→ Exercise brief
Only one stretch of the data below should be repeated: the lines from the line containing "repository ada536ddd74eac17" through the line containing "for embedding providers.", inclusive, exactly as they are.

→ Task input
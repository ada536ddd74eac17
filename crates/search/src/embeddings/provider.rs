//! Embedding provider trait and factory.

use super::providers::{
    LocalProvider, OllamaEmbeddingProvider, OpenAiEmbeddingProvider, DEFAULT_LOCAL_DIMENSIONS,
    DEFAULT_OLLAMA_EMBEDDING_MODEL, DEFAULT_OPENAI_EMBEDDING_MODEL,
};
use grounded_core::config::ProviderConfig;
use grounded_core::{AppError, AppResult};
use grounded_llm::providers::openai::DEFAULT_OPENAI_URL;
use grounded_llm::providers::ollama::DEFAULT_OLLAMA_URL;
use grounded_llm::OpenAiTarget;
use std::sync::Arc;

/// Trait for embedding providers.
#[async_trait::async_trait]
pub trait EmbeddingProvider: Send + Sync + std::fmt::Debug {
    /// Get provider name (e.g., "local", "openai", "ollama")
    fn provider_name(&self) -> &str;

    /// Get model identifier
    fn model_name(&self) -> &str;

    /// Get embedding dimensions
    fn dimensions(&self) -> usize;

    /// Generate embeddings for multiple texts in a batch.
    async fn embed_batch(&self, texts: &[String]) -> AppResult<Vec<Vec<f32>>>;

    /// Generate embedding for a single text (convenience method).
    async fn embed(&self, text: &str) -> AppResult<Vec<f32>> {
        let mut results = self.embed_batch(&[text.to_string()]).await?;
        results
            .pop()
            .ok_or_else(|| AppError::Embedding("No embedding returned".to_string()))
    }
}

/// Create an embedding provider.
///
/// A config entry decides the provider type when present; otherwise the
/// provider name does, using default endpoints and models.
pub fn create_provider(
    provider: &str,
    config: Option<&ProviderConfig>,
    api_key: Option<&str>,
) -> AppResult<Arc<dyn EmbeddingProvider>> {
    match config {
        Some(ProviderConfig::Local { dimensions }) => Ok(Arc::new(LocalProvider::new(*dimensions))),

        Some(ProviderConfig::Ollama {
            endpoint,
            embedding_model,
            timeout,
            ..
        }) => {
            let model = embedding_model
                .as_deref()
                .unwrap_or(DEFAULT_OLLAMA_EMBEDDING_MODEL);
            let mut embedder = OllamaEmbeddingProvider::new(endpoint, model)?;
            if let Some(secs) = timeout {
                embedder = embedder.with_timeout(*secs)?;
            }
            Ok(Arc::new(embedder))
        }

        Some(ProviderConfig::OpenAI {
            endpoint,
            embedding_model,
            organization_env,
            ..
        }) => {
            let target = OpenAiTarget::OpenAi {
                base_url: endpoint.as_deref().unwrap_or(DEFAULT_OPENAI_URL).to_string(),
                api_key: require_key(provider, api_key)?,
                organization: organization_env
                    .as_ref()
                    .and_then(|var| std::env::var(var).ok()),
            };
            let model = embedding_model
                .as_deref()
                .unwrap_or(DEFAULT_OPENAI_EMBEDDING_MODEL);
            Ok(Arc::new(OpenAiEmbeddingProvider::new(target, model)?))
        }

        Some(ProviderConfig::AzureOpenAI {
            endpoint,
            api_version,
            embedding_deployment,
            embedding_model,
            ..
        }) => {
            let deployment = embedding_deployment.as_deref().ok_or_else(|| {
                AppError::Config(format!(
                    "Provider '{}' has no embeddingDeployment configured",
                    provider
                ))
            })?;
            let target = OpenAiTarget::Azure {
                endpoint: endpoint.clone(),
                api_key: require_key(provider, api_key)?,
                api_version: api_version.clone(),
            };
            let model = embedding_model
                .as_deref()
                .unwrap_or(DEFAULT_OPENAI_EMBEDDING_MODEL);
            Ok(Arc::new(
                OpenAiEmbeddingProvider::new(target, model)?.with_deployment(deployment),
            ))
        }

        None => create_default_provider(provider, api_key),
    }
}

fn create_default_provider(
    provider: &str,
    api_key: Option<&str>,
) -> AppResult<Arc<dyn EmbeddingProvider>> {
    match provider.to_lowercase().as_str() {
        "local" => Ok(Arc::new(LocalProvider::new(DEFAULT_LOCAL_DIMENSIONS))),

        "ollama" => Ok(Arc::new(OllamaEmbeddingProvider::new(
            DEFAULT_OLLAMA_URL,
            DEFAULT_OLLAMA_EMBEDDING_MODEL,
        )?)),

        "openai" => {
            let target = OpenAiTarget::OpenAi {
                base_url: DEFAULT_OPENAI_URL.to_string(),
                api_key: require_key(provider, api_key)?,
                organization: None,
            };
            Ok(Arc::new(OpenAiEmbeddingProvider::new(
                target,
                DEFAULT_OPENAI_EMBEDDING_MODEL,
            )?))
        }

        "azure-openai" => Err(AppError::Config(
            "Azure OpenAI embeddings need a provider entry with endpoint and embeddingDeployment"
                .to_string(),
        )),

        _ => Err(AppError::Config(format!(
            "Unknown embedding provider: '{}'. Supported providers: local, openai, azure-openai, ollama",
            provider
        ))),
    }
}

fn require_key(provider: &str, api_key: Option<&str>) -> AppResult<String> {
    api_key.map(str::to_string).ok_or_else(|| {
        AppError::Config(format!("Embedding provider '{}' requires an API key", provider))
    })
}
* * *
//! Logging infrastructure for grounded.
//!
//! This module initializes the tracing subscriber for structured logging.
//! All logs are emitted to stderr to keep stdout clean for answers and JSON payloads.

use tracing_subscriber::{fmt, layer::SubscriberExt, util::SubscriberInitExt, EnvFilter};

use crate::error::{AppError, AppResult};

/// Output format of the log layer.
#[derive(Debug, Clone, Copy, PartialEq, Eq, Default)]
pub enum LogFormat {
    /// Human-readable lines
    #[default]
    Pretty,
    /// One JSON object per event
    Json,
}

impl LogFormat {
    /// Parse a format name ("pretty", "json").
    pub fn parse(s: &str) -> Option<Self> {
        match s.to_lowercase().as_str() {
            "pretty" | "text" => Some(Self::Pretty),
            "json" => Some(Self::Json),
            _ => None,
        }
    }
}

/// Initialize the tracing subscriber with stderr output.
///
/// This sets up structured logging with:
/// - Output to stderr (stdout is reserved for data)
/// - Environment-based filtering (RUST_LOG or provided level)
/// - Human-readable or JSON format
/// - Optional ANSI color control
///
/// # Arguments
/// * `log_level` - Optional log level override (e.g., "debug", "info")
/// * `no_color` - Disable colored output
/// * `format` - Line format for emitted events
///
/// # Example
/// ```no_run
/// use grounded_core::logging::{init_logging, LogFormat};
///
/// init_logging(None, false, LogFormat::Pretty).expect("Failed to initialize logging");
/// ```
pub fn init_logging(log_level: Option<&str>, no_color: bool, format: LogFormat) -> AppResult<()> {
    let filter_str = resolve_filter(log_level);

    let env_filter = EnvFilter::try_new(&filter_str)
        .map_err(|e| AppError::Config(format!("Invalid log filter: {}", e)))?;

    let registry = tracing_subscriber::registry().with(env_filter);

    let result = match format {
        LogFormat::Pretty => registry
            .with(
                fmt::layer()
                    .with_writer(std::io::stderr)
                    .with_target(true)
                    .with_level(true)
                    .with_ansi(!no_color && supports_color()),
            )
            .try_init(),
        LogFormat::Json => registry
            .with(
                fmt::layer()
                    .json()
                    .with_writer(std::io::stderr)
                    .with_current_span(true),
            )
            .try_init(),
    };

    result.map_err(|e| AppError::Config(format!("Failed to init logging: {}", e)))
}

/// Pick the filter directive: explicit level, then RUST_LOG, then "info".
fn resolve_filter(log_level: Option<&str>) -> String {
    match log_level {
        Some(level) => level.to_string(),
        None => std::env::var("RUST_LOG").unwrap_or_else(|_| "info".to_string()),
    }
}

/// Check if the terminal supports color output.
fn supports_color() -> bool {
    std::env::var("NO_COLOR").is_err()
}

→ Result
repository ada536ddd74eac17
filename crates/search/src/embeddings/provider.rs
//! Embedding provider trait and factory.

use super::providers::{
    LocalProvider, OllamaEmbeddingProvider, OpenAiEmbeddingProvider, DEFAULT_LOCAL_DIMENSIONS,
    DEFAULT_OLLAMA_EMBEDDING_MODEL, DEFAULT_OPENAI_EMBEDDING_MODEL,
};
use grounded_core::config::ProviderConfig;
use grounded_core::{AppError, AppResult};
use grounded_llm::providers::openai::DEFAULT_OPENAI_URL;
use grounded_llm::providers::ollama::DEFAULT_OLLAMA_URL;
use grounded_llm::OpenAiTarget;
use std::sync::Arc;

/// Trait for embedding providers.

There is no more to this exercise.